Risultati scolastici e responsabilità del DS

di  Antonio Santoro

         A pensarci bene, sono stati gli indicatori del Rapporto OCSE 2014 sull’istruzione – sinteticamente ripresi in questo numero della rivista – e, prima ancora, le evidenze delle ultime rilevazioni INVALSI sugli apprendimenti degli studenti (v. Scuola e Amministrazione, n. 9, Settembre 2014, pp. 21-23) a riportare la riflessione sul ruolo e sui compiti del dirigente scolastico, sulle sue responsabilità per quanto riguarda gli esiti dei percorsi di istruzione: responsabilità che la norma esplicitamente indica allorché riconduce i “risultati del servizio” anche agli impegni del DS di organizzazione dell’<attività scolastica secondo criteri di efficienza ed efficacia formative> e di promozione degli <interventi per assicurare la qualità dei processi formativi>.

          Come considerare concretamente le precisazioni appena richiamate del Decreto Legislativo n. 165 del 30 marzo 2001 (art. 25, commi 2 e 3)? E in particolare: quali interventi specifici vengono richiesti al dirigente scolastico per promuovere ed assicurare l’efficacia e la qualità dell’azione formativa istituzionale? Infine: è possibile considerare, in termini non irrilevanti, i risultati di educazione e di istruzione conseguiti dagli alunni una variabile dipendente dalle responsabilità e competenze dirigenziali?

Nella varietà dei sistemi scolastici, è soprattutto quest’ultimo interrogativo a incontrare risposte diverse: risposte sostanzialmente definite sulla base della considerazione dei “poteri” attribuiti e riconosciuti al dirigente scolastico, e quindi, per dirla in altro modo, della caratterizzazione prevalente della figura del DS come leader educativo o, piuttosto, come manager dell’istituzione scolastica.

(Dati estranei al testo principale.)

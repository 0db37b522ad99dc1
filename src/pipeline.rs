//! The five-stage stereo pipeline.
//!
//! Stages run strictly in sequence (resize, grayscale, disparity with one
//! pass per reference image, cross-check, occlusion fill, normalize),
//! each consuming the previous stage's output and producing a fresh
//! buffer. The compute-heavy stages go through the configured
//! [`ExecutionBackend`]; everything else is negligible and runs inline.

use crate::image::resize::decimate;
use crate::image::{ColorImage, DisparityMap, OwnedImage};
use crate::kernel::{DisparityParams, DisparityRange, ExecutionBackend, WindowSpec};
use crate::postprocess::{cross_check, normalize, occlusion_fill, DEFAULT_MAX_SPREAD};
use crate::trace::{trace_event, trace_span};
use crate::util::{StereoMatchError, StereoMatchResult, Stopwatch};
use std::time::Duration;

/// Tunable parameters for one pipeline run.
///
/// The defaults reproduce the canonical configuration: decimation by 4, a
/// 13x11 matching window, disparities `[0, 65)` and a cross-check
/// threshold of 3.
#[derive(Clone, Copy, Debug)]
pub struct PipelineConfig {
    /// Integer decimation factor applied to both inputs.
    pub resize_factor: u32,
    /// Matching window (height x width).
    pub window: WindowSpec,
    /// Candidate disparity interval for the left-as-reference pass; the
    /// right pass searches the negated interval.
    pub range: DisparityRange,
    /// Maximum allowed disagreement between the two passes.
    pub cross_check_threshold: u8,
    /// Maximum square-ring spread for occlusion filling.
    pub max_fill_spread: usize,
}

impl Default for PipelineConfig {
    fn default() -> Self {
        Self {
            resize_factor: 4,
            window: WindowSpec {
                height: 13,
                width: 11,
            },
            range: DisparityRange { min: 0, max: 65 },
            cross_check_threshold: 3,
            max_fill_spread: DEFAULT_MAX_SPREAD,
        }
    }
}

impl PipelineConfig {
    /// Returns the disparity parameters for the left-as-reference pass.
    pub fn params(&self) -> DisparityParams {
        DisparityParams {
            window: self.window,
            range: self.range,
        }
    }
}

/// Wall-clock duration of each pipeline stage.
#[derive(Clone, Copy, Debug, Default)]
pub struct StageTimings {
    pub resize: Duration,
    pub grayscale: Duration,
    pub disparity_left: Duration,
    pub disparity_right: Duration,
    pub cross_check: Duration,
    pub occlusion_fill: Duration,
    pub normalize: Duration,
}

impl StageTimings {
    /// Total time across all stages.
    pub fn total(&self) -> Duration {
        self.resize
            + self.grayscale
            + self.disparity_left
            + self.disparity_right
            + self.cross_check
            + self.occlusion_fill
            + self.normalize
    }
}

/// Every intermediate and final product of a pipeline run.
pub struct PipelineOutput {
    pub left_gray: OwnedImage,
    pub right_gray: OwnedImage,
    pub left_disparity: DisparityMap,
    pub right_disparity: DisparityMap,
    pub cross_checked: DisparityMap,
    pub filled: DisparityMap,
    /// The normalized occlusion-filled map, the pipeline's final product.
    pub depth: DisparityMap,
    pub timings: StageTimings,
}

/// Runs the full disparity pipeline over a stereo pair.
pub struct StereoPipeline<'a> {
    backend: &'a dyn ExecutionBackend,
    config: PipelineConfig,
}

impl<'a> StereoPipeline<'a> {
    /// Creates a pipeline, validating the configuration up front.
    pub fn new(
        backend: &'a dyn ExecutionBackend,
        config: PipelineConfig,
    ) -> StereoMatchResult<Self> {
        config.params().validate()?;
        Ok(Self { backend, config })
    }

    /// Returns the configuration the pipeline was built with.
    pub fn config(&self) -> &PipelineConfig {
        &self.config
    }

    /// Executes all stages over an RGBA stereo pair.
    pub fn run(
        &self,
        left: &ColorImage,
        right: &ColorImage,
    ) -> StereoMatchResult<PipelineOutput> {
        if left.width() != right.width() || left.height() != right.height() {
            return Err(StereoMatchError::DimensionMismatch {
                left_width: left.width(),
                left_height: left.height(),
                right_width: right.width(),
                right_height: right.height(),
            });
        }

        let mut timings = StageTimings::default();
        let mut watch = Stopwatch::start();

        let (left_small, right_small) = {
            let _guard = trace_span!("resize").entered();
            let pair = (
                decimate(left, self.config.resize_factor)?,
                decimate(right, self.config.resize_factor)?,
            );
            timings.resize = watch.lap();
            pair
        };

        let (left_gray, right_gray) = {
            let _guard = trace_span!("grayscale", backend = self.backend.name()).entered();
            let pair = (
                self.backend.grayscale(&left_small)?,
                self.backend.grayscale(&right_small)?,
            );
            timings.grayscale = watch.lap();
            pair
        };

        let params = self.config.params();
        let left_disparity = {
            let _guard = trace_span!("disparity_left", backend = self.backend.name()).entered();
            let map = self
                .backend
                .compute_disparity(left_gray.view(), right_gray.view(), &params)?;
            timings.disparity_left = watch.lap();
            map
        };

        let right_params = DisparityParams {
            window: params.window,
            range: params.range.negated(),
        };
        let right_disparity = {
            let _guard = trace_span!("disparity_right", backend = self.backend.name()).entered();
            let map = self
                .backend
                .compute_disparity(right_gray.view(), left_gray.view(), &right_params)?;
            timings.disparity_right = watch.lap();
            map
        };

        let cross_checked = {
            let _guard = trace_span!("cross_check").entered();
            let map = cross_check(
                &left_disparity,
                &right_disparity,
                self.config.cross_check_threshold,
            )?;
            timings.cross_check = watch.lap();
            map
        };

        let filled = {
            let _guard = trace_span!("occlusion_fill").entered();
            let map = occlusion_fill(&cross_checked, self.config.max_fill_spread)?;
            timings.occlusion_fill = watch.lap();
            map
        };

        let depth = {
            let _guard = trace_span!("normalize").entered();
            let map = normalize(&filled)?;
            timings.normalize = watch.lap();
            map
        };

        trace_event!(
            "pipeline_complete",
            backend = self.backend.name(),
            total_us = timings.total().as_micros() as u64
        );

        Ok(PipelineOutput {
            left_gray,
            right_gray,
            left_disparity,
            right_disparity,
            cross_checked,
            filled,
            depth,
            timings,
        })
    }
}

Dall’affermarsi progressivo, in ambito educativo, del “concetto di instructional leadership” è derivato ad esempio un approccio dirigenziale “deliberatamente orientato a incidere direttamente sui processi di insegnamento e apprendimento”, per l’accertato riconoscimento della dipendenza dell’efficacia della scuola da “alcune caratteristiche distintive della leadership”: dal “coinvolgimento diretto dei dirigenti scolastici nelle attività didattiche”; dalla “valutazione sistematica del lavoro in classe degli insegnanti, dei progressi e dei risultati scolastici degli studenti”; dalla “promozione di condizioni lavorative e di un clima scolastico nel quale è enfatizzato il principio che ogni bambino (ogni allievo) deve essere posto nelle condizioni di imparare” (1). Per questo, durante gli anni ’80, soprattutto negli Stati Uniti, si è via via  consolidata la preferenza per la figura di dirigente scolastico come “leader didattico” e si è operato nella direzione di implementare, conseguentemente, un modello dirigenziale caratterizzato dalle seguenti tre dimensioni professionali:

– “definire la missione e gli obiettivi della scuola (defining the school mission)”;

– “gestire il curricolo e i processi d’insegnamento-apprendimento (managing the instructional program)”;

– promuovere un clima scolastico positivo rispetto al miglioramento degli apprendimenti degli studenti (creating a positive school climate)(2).